Start of Block

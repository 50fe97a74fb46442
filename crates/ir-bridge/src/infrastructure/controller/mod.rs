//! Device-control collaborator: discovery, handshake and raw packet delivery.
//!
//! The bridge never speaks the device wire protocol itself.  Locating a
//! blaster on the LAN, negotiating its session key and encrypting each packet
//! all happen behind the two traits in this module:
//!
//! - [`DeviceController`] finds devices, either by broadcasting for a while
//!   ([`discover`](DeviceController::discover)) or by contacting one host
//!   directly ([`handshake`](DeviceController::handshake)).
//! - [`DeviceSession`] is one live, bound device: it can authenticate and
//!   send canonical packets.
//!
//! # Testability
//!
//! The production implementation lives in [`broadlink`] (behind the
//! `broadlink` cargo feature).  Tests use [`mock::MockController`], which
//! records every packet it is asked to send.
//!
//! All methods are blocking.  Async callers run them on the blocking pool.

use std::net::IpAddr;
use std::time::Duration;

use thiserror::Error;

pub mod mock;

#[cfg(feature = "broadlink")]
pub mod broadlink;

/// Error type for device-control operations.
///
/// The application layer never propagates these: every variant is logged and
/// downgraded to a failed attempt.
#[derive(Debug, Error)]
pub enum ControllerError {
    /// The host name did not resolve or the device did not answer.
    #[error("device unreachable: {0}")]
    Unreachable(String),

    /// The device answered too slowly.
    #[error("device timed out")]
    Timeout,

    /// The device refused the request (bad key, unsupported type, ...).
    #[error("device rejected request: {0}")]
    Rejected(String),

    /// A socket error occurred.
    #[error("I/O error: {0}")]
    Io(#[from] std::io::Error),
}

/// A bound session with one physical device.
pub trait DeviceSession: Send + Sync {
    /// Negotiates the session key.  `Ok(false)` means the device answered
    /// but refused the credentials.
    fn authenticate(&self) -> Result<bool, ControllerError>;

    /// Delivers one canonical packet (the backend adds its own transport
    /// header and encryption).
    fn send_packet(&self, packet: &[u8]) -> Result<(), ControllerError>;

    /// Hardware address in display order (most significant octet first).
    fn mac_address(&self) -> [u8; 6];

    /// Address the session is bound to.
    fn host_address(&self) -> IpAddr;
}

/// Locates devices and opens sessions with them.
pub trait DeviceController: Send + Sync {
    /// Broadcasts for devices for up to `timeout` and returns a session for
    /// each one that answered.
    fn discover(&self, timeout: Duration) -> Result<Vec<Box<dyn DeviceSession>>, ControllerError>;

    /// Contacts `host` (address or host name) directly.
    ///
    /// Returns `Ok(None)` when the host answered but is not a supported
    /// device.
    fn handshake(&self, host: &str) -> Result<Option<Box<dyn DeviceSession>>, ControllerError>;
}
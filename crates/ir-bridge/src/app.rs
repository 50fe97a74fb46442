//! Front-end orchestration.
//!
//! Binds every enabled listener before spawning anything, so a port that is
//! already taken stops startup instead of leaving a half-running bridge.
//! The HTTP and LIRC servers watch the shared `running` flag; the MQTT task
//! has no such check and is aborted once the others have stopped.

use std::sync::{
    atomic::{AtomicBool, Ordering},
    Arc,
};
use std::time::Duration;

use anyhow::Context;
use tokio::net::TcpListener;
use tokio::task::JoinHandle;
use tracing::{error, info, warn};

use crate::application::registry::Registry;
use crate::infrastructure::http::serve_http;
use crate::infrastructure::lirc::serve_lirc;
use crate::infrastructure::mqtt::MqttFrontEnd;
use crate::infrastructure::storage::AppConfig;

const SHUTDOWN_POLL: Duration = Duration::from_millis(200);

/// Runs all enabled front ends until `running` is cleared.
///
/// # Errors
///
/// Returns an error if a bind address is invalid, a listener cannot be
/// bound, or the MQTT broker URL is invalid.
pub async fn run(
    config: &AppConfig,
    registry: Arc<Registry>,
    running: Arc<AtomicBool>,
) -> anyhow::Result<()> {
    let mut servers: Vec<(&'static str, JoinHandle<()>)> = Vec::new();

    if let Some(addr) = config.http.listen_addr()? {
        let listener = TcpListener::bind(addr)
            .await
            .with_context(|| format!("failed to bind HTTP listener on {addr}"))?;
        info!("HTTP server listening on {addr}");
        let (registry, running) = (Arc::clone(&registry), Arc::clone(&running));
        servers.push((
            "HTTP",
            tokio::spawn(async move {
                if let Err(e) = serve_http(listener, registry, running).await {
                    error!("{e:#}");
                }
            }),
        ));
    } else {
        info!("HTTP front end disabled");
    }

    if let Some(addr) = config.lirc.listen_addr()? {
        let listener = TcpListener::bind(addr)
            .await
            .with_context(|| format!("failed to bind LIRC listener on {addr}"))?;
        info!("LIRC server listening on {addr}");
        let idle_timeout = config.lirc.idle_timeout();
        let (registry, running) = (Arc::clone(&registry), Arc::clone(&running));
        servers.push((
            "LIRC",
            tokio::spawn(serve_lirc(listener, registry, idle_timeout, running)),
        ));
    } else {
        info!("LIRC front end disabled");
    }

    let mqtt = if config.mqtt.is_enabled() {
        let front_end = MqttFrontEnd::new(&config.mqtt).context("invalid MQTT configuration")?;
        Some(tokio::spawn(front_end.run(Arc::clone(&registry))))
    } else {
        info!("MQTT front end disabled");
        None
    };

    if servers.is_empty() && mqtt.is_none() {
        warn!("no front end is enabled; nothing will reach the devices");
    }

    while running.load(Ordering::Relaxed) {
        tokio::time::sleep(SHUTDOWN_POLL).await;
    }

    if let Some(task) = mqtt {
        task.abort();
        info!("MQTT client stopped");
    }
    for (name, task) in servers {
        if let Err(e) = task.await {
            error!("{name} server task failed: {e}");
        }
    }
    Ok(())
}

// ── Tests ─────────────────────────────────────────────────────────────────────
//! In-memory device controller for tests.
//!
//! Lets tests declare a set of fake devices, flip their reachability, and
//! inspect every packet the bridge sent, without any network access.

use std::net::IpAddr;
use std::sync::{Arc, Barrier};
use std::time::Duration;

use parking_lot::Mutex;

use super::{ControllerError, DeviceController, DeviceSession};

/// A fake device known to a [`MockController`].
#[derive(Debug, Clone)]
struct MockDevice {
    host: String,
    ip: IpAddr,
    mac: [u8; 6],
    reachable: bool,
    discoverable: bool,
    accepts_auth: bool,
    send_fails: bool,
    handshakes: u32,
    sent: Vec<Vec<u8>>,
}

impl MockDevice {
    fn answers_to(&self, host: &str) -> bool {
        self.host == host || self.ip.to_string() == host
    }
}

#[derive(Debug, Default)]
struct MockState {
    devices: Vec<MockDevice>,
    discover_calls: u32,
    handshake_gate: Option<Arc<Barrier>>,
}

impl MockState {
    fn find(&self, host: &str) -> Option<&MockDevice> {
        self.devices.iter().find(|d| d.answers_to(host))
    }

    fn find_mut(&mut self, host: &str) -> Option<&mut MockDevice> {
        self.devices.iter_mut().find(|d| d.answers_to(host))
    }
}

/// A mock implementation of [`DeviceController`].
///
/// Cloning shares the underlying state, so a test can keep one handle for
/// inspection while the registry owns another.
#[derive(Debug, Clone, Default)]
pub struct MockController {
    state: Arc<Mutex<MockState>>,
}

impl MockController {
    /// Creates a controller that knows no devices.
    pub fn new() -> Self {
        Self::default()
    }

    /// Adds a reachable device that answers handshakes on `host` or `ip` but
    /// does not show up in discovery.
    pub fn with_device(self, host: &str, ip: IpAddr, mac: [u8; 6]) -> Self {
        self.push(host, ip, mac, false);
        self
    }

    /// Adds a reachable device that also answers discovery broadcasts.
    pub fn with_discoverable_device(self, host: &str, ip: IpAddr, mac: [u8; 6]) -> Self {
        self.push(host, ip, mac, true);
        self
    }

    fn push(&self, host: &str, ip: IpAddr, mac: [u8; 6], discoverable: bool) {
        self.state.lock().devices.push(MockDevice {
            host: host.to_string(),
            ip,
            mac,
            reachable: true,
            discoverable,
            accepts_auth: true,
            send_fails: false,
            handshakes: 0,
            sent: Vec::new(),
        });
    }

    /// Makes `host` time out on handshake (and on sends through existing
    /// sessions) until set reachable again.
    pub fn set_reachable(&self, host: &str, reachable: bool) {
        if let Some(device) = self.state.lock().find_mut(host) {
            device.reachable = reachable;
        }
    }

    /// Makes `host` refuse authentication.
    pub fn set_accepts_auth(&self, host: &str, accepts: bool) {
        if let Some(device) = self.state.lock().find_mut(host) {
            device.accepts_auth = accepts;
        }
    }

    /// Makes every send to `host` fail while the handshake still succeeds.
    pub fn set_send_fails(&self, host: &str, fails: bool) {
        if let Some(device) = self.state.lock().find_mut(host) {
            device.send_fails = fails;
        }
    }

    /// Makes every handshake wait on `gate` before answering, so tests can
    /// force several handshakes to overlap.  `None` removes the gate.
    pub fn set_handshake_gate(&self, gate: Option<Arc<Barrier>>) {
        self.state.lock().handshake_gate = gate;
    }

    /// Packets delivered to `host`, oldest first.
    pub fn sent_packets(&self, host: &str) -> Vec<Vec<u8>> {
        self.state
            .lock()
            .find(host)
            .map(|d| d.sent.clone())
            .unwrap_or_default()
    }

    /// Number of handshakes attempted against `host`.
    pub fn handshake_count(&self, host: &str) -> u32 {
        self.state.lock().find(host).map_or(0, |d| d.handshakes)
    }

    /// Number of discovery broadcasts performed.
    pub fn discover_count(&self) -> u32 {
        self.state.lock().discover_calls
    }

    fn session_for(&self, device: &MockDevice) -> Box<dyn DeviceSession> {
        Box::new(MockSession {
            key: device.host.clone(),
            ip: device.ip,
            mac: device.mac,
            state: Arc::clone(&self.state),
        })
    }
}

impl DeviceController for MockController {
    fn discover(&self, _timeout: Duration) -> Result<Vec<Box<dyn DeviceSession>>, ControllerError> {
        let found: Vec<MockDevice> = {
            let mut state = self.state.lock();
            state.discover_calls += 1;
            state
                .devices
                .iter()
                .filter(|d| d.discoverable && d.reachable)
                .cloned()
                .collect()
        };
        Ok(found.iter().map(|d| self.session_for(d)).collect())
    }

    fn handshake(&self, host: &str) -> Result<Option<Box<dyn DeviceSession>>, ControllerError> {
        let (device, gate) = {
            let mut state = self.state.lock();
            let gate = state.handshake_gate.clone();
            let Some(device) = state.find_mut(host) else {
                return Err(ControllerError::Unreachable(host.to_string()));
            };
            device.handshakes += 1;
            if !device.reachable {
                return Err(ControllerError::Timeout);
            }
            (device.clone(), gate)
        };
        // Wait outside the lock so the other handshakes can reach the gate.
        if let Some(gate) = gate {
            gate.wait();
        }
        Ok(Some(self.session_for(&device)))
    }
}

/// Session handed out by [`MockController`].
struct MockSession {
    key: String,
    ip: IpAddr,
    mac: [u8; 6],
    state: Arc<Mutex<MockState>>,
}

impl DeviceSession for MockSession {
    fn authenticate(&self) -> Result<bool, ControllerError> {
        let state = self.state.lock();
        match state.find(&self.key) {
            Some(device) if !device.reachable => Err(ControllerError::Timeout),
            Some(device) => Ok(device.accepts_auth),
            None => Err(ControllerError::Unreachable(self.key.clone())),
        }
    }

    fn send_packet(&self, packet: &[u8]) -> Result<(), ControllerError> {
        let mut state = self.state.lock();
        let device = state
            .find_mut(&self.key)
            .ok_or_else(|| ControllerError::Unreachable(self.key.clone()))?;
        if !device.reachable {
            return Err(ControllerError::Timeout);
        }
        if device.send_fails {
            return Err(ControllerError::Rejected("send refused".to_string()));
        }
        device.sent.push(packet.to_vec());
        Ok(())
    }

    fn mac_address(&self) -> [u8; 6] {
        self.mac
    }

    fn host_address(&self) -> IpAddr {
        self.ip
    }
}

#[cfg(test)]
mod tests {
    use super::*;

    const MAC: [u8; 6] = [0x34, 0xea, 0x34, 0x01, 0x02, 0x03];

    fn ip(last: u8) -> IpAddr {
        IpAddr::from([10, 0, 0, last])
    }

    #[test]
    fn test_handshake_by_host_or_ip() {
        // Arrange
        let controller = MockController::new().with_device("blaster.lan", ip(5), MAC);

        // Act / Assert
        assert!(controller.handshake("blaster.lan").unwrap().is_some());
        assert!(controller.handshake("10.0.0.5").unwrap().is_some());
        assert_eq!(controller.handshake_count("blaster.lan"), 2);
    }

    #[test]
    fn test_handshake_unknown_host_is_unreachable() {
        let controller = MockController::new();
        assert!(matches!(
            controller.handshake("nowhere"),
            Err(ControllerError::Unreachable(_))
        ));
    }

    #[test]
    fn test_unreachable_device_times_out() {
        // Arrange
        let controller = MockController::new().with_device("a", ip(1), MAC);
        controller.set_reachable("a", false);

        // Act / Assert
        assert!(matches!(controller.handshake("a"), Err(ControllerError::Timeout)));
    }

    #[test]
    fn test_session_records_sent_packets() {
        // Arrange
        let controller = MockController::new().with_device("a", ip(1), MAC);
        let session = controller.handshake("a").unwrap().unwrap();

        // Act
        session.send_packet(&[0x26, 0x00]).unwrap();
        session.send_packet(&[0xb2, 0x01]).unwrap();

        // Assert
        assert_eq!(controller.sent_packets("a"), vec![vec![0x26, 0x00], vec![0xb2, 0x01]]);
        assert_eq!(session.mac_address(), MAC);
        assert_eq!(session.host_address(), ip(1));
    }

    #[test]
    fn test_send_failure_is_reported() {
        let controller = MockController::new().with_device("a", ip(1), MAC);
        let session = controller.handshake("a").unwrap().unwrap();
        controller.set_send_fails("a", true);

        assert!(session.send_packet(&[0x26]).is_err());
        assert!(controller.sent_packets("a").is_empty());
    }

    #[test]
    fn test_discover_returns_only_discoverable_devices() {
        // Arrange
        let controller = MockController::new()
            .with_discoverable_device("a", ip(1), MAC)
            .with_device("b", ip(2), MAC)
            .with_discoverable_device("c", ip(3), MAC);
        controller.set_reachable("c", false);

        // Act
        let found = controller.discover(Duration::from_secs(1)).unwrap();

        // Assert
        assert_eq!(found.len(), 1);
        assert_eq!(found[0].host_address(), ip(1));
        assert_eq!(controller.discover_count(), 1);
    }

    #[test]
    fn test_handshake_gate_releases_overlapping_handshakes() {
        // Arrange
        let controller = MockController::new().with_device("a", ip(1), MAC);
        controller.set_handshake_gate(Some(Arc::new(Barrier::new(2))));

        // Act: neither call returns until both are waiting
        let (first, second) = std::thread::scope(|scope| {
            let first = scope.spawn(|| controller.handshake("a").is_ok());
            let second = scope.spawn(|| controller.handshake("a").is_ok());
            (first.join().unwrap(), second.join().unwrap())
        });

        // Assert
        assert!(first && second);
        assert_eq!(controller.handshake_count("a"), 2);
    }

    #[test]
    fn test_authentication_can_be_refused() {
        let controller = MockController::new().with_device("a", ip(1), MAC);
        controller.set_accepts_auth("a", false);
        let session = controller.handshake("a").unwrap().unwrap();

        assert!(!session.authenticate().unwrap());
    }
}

End of Block

• _What this task involves_: Starting at the first line of the entries above, please extract each line up to and including the line with "The bridge never", unchanged, and add nothing.

• _Task answer_:
repository 50fe97a74fb46442
filename crates/ir-bridge/src/infrastructure/controller/mod.rs
//! Device-control collaborator: discovery, handshake and raw packet delivery.
//!
//! The bridge never speaks the device wire protocol itself.  Locating a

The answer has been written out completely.